Start of GIVEN RECORDS
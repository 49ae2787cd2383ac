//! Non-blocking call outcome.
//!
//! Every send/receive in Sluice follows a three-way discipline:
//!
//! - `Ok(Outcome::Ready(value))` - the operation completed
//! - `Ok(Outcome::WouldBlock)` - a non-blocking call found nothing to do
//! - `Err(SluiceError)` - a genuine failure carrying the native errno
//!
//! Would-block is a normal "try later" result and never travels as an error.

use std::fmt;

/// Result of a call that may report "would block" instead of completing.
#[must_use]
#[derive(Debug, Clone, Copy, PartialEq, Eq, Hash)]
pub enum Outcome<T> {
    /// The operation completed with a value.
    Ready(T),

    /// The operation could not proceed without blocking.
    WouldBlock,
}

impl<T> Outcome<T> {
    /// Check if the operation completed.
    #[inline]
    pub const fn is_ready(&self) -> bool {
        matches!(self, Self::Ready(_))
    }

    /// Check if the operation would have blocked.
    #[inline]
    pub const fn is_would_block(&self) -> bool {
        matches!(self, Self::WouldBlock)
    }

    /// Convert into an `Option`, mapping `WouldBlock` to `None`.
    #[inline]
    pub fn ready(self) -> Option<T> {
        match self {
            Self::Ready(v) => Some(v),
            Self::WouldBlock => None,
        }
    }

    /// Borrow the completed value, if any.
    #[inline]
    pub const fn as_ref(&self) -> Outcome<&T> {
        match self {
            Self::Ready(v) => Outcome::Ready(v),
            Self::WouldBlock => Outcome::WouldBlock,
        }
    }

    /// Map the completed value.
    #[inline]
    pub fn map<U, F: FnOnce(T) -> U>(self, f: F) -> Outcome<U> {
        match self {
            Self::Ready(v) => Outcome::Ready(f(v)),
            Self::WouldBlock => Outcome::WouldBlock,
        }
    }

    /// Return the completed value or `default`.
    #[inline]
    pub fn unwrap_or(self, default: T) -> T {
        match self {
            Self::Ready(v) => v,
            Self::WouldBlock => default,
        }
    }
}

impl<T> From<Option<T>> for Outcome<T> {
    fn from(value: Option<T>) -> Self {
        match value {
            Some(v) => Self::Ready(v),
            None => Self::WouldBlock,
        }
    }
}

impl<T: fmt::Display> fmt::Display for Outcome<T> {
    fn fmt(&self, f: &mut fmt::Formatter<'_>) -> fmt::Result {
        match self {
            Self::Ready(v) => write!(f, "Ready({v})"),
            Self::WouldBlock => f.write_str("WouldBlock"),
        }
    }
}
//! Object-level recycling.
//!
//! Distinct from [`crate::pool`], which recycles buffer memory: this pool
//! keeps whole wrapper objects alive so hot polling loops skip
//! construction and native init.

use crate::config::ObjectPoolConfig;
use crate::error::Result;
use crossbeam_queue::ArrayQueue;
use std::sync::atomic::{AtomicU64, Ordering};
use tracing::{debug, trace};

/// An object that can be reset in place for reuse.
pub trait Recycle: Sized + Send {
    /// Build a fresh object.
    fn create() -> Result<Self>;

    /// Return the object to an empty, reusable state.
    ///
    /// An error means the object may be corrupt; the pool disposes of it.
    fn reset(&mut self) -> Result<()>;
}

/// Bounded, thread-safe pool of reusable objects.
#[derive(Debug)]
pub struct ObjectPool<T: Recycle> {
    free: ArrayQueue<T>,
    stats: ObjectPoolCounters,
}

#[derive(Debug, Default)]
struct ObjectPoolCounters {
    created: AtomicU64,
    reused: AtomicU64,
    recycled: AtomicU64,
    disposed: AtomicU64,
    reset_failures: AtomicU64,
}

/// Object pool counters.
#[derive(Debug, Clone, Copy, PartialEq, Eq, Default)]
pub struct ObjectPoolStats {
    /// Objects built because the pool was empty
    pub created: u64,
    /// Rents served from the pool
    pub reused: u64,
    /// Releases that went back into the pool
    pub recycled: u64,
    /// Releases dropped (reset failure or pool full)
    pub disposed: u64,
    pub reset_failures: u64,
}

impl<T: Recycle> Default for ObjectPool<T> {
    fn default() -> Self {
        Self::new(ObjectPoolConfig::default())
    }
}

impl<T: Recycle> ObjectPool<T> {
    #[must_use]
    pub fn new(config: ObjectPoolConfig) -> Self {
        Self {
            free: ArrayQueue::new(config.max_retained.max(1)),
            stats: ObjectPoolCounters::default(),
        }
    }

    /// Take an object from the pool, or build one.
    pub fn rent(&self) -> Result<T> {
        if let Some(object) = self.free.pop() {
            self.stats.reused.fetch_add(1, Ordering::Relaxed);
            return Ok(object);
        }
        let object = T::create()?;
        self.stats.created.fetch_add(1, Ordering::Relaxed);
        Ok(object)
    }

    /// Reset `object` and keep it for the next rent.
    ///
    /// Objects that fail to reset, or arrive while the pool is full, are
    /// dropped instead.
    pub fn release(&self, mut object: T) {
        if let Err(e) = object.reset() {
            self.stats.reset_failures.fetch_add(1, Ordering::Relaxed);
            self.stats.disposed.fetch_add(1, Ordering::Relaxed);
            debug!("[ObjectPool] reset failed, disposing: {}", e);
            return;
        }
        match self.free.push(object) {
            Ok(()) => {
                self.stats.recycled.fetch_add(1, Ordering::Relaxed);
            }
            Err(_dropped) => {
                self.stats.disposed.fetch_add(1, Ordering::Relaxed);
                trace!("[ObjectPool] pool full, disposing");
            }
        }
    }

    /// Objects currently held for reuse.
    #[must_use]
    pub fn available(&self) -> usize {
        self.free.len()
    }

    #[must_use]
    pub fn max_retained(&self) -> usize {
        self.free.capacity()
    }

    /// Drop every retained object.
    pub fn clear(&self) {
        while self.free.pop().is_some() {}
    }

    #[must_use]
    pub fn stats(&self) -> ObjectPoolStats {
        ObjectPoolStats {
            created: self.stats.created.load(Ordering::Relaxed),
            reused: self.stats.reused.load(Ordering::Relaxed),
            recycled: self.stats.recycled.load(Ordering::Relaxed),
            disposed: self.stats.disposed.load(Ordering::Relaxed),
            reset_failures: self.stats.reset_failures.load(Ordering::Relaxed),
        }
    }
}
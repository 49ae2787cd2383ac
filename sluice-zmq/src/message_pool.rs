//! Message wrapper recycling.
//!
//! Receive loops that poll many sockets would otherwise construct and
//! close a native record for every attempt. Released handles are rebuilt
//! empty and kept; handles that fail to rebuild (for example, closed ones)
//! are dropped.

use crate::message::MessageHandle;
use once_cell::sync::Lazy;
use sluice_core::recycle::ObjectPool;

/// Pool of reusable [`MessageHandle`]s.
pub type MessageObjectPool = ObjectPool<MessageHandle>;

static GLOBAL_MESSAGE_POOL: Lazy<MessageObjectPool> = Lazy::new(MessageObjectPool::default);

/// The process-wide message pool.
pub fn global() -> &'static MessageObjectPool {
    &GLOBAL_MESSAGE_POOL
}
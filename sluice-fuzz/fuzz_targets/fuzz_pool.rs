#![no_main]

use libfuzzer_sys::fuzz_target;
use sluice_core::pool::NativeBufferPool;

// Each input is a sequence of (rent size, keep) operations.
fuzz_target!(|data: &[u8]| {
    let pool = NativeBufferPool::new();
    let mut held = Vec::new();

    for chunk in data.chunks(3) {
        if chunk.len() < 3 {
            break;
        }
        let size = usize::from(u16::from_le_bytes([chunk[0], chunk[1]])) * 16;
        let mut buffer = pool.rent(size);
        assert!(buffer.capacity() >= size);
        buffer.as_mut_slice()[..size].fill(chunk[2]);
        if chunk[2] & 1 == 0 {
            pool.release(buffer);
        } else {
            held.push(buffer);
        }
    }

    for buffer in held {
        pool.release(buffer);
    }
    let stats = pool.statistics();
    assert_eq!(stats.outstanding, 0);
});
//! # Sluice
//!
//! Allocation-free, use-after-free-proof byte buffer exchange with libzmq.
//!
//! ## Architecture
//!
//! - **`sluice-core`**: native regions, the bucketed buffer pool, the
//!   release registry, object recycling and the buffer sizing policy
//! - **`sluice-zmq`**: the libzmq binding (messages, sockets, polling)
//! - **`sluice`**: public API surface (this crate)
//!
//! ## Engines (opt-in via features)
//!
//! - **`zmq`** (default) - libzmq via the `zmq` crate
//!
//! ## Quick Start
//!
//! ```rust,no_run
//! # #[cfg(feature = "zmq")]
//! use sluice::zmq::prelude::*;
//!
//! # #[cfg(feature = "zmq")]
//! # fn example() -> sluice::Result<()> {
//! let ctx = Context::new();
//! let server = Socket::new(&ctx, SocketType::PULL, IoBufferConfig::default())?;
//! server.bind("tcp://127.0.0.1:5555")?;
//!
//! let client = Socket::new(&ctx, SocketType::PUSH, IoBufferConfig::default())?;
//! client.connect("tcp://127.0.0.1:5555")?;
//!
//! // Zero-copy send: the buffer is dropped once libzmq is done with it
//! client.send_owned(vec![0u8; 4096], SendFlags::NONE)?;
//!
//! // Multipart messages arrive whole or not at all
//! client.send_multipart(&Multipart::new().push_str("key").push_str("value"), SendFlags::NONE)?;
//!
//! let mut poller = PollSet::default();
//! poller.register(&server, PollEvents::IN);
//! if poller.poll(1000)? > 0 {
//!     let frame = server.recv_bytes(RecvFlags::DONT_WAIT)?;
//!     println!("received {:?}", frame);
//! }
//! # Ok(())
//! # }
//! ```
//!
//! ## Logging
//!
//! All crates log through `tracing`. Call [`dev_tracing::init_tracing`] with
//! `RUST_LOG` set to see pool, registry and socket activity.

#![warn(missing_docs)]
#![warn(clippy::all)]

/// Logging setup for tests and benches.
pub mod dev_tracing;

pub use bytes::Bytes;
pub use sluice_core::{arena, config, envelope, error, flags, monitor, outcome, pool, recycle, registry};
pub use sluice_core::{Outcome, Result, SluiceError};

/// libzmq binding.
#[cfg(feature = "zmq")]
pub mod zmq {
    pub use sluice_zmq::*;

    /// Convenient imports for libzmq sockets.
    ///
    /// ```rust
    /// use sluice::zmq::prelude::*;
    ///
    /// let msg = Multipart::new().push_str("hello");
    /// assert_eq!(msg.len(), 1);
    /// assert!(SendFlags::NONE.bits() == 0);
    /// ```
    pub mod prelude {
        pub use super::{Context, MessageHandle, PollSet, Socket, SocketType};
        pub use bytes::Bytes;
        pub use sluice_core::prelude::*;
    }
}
End of GIVEN RECORDS
**YOUR INSTRUCTIONS:** Lines from the start of the records through the one containing "pub const fn as_ref(&self)" are what should be retyped, exactly and in full, both ends included.

**RESPONSE AREA:**
repository 49ae2787cd2383ac
//! Non-blocking call outcome.
//!
//! Every send/receive in Sluice follows a three-way discipline:
//!
//! - `Ok(Outcome::Ready(value))` - the operation completed
//! - `Ok(Outcome::WouldBlock)` - a non-blocking call found nothing to do
//! - `Err(SluiceError)` - a genuine failure carrying the native errno
//!
//! Would-block is a normal "try later" result and never travels as an error.

use std::fmt;

/// Result of a call that may report "would block" instead of completing.
#[must_use]
#[derive(Debug, Clone, Copy, PartialEq, Eq, Hash)]
pub enum Outcome<T> {
    /// The operation completed with a value.
    Ready(T),

    /// The operation could not proceed without blocking.
    WouldBlock,
}

impl<T> Outcome<T> {
    /// Check if the operation completed.
    #[inline]
    pub const fn is_ready(&self) -> bool {
        matches!(self, Self::Ready(_))
    }

    /// Check if the operation would have blocked.
    #[inline]
    pub const fn is_would_block(&self) -> bool {
        matches!(self, Self::WouldBlock)
    }

    /// Convert into an `Option`, mapping `WouldBlock` to `None`.
    #[inline]
    pub fn ready(self) -> Option<T> {
        match self {
            Self::Ready(v) => Some(v),
            Self::WouldBlock => None,
        }
    }

    /// Borrow the completed value, if any.
    #[inline]
    pub const fn as_ref(&self) -> Outcome<&T> {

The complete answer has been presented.